In California, the packing house implicated in the outbreak now says it will regularly test produce for E. coli. It's also reaching out to victims of the outbreak.
"We will be offering them reimbursements for their out-of-pocket medical expenses," says Natural Selection Foods Chief Operating Officer Charles Sweat.
So far health officials have found no problems at the plant. They're also investigating nine farms in three counties that supplied spinach to the packer.
The E. coli could have come from nearby livestock through contaminated irrigation, or perhaps spread by workers.

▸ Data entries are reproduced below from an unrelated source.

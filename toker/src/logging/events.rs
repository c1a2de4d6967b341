//! Log events and their text and JSON renderings

use super::codes::{self, Code};
use chrono::{DateTime, Utc};
use serde::{Deserialize, Serialize};
use std::collections::BTreeMap;
use std::fmt;

/// Event levels, most severe first; a logger set to a level accepts that level
/// and everything above it
#[derive(Debug, Clone, Copy, PartialEq, Eq, PartialOrd, Ord, Hash, Serialize, Deserialize)]
pub enum LogLevel {
    Error,
    Warning,
    Info,
    Debug,
}

impl LogLevel {
    pub fn as_str(&self) -> &'static str {
        match self {
            LogLevel::Error => "ERROR",
            LogLevel::Warning => "WARN",
            LogLevel::Info => "INFO",
            LogLevel::Debug => "DEBUG",
        }
    }

    /// Accepts names (`warn`, `Warning`, ...) or the numeric rank `0`-`3`
    pub fn parse(level: &str) -> Option<Self> {
        match level.trim().to_ascii_lowercase().as_str() {
            "error" | "0" => Some(LogLevel::Error),
            "warning" | "warn" | "1" => Some(LogLevel::Warning),
            "info" | "2" => Some(LogLevel::Info),
            "debug" | "3" => Some(LogLevel::Debug),
            _ => None,
        }
    }
}

#[derive(Debug, Clone)]
pub struct LogEvent {
    pub timestamp: DateTime<Utc>,
    pub level: LogLevel,
    pub code: Option<Code>,
    pub message: String,
    /// Source line the event refers to
    pub line: Option<usize>,
    pub context: BTreeMap<String, String>,
}

impl LogEvent {
    pub fn new(level: LogLevel, message: &str) -> Self {
        Self {
            timestamp: Utc::now(),
            level,
            code: None,
            message: message.to_string(),
            line: None,
            context: BTreeMap::new(),
        }
    }

    pub fn error(code: Code, message: &str) -> Self {
        Self::new(LogLevel::Error, message).with_code(code)
    }

    /// Info event marking a completed step
    pub fn success(code: Code, message: &str) -> Self {
        Self::new(LogLevel::Info, message).with_code(code)
    }

    pub fn with_code(mut self, code: Code) -> Self {
        self.code = Some(code);
        self
    }

    pub fn with_line(mut self, line: usize) -> Self {
        self.line = Some(line);
        self
    }

    pub fn with_context(mut self, key: &str, value: impl fmt::Display) -> Self {
        self.context.insert(key.to_string(), value.to_string());
        self
    }

    pub fn has_code(&self, code: Code) -> bool {
        self.code == Some(code)
    }

    pub fn category(&self) -> &'static str {
        self.code
            .map_or("General", |code| codes::get_category(code.as_str()))
    }

    pub fn requires_halt(&self) -> bool {
        self.code
            .is_some_and(|code| codes::requires_halt(code.as_str()))
    }

    /// One-line rendering: `[LEVEL] CODE message (line N) key=value ...`
    pub fn format(&self) -> String {
        let mut output = format!("[{}]", self.level.as_str());
        if let Some(code) = self.code {
            output.push(' ');
            output.push_str(code.as_str());
        }
        output.push(' ');
        output.push_str(&self.message);
        if let Some(line) = self.line {
            output.push_str(&format!(" (line {})", line));
        }
        for (key, value) in &self.context {
            output.push_str(&format!(" {}={}", key, value));
        }
        output
    }

    pub fn format_json(&self) -> Result<String, serde_json::Error> {
        let mut json = serde_json::json!({
            "timestamp": self.timestamp.to_rfc3339(),
            "level": self.level.as_str(),
            "message": self.message,
            "category": self.category(),
        });

        if let Some(code) = self.code {
            json["code"] = serde_json::json!(code.as_str());
            if let Some(info) = codes::get_code_info(code.as_str()) {
                json["severity"] = serde_json::json!(info.severity.as_str());
                json["requires_halt"] = serde_json::json!(info.halts);
            }
        }
        if let Some(line) = self.line {
            json["line"] = serde_json::json!(line);
        }
        if !self.context.is_empty() {
            json["context"] = serde_json::json!(self.context);
        }

        serde_json::to_string(&json)
    }
}
//! Configuration module for the tokenizer
//!
//! Fixed defaults live in `constants::compile_time`; user preferences are read
//! from `TOKER_*` environment variables or a TOML file by `runtime`.

pub mod constants;
pub mod runtime;

pub use constants::compile_time;
pub use runtime::{LoggingPreferences, RuntimeConfig, TokenizerPreferences};

use crate::logging::codes;
use std::path::PathBuf;
use thiserror::Error;

/// Errors raised while loading a runtime configuration file
#[derive(Debug, Error)]
pub enum ConfigError {
    #[error("Failed to read configuration '{path}': {source}")]
    Read {
        path: PathBuf,
        source: std::io::Error,
    },

    #[error("Invalid configuration: {0}")]
    Parse(#[from] toml::de::Error),
}

impl ConfigError {
    pub fn error_code(&self) -> codes::Code {
        match self {
            Self::Read { .. } => codes::config::CONFIG_READ_ERROR,
            Self::Parse(_) => codes::config::CONFIG_PARSE_ERROR,
        }
    }
}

What makes it difficult for investigators is that by the time they reach the suspected fields they are either plowed-under or replanted with different crops. And workers have gone on to other jobs, so the odds of finding the source of E. coli are extremely slim.
After 20 outbreaks over 11 years, they've never traced the source of an outbreak to a farm.
"I would be surprised if they did find the exact E. coli in the field," says Dr. Linda Harris, a professor at the University of California, Davis.
It's frustrating for California farmers like Joe Pezzini, whose spinach crop has not been implicated.
"We are wondering day-by-day if our product will go to market," he says.
Growers already use federal guidelines for farm practices like worker hygiene and irrigation water quality, and those guidelines are now being tightened.
"All these efforts, voluntary efforts on the industry's part to date, have not been good enough," says Kevin Reilly, deputy director of the California Department of Health.
And if they don't improve, officials fear it's just a matter of time until the next outbreak of E. coli.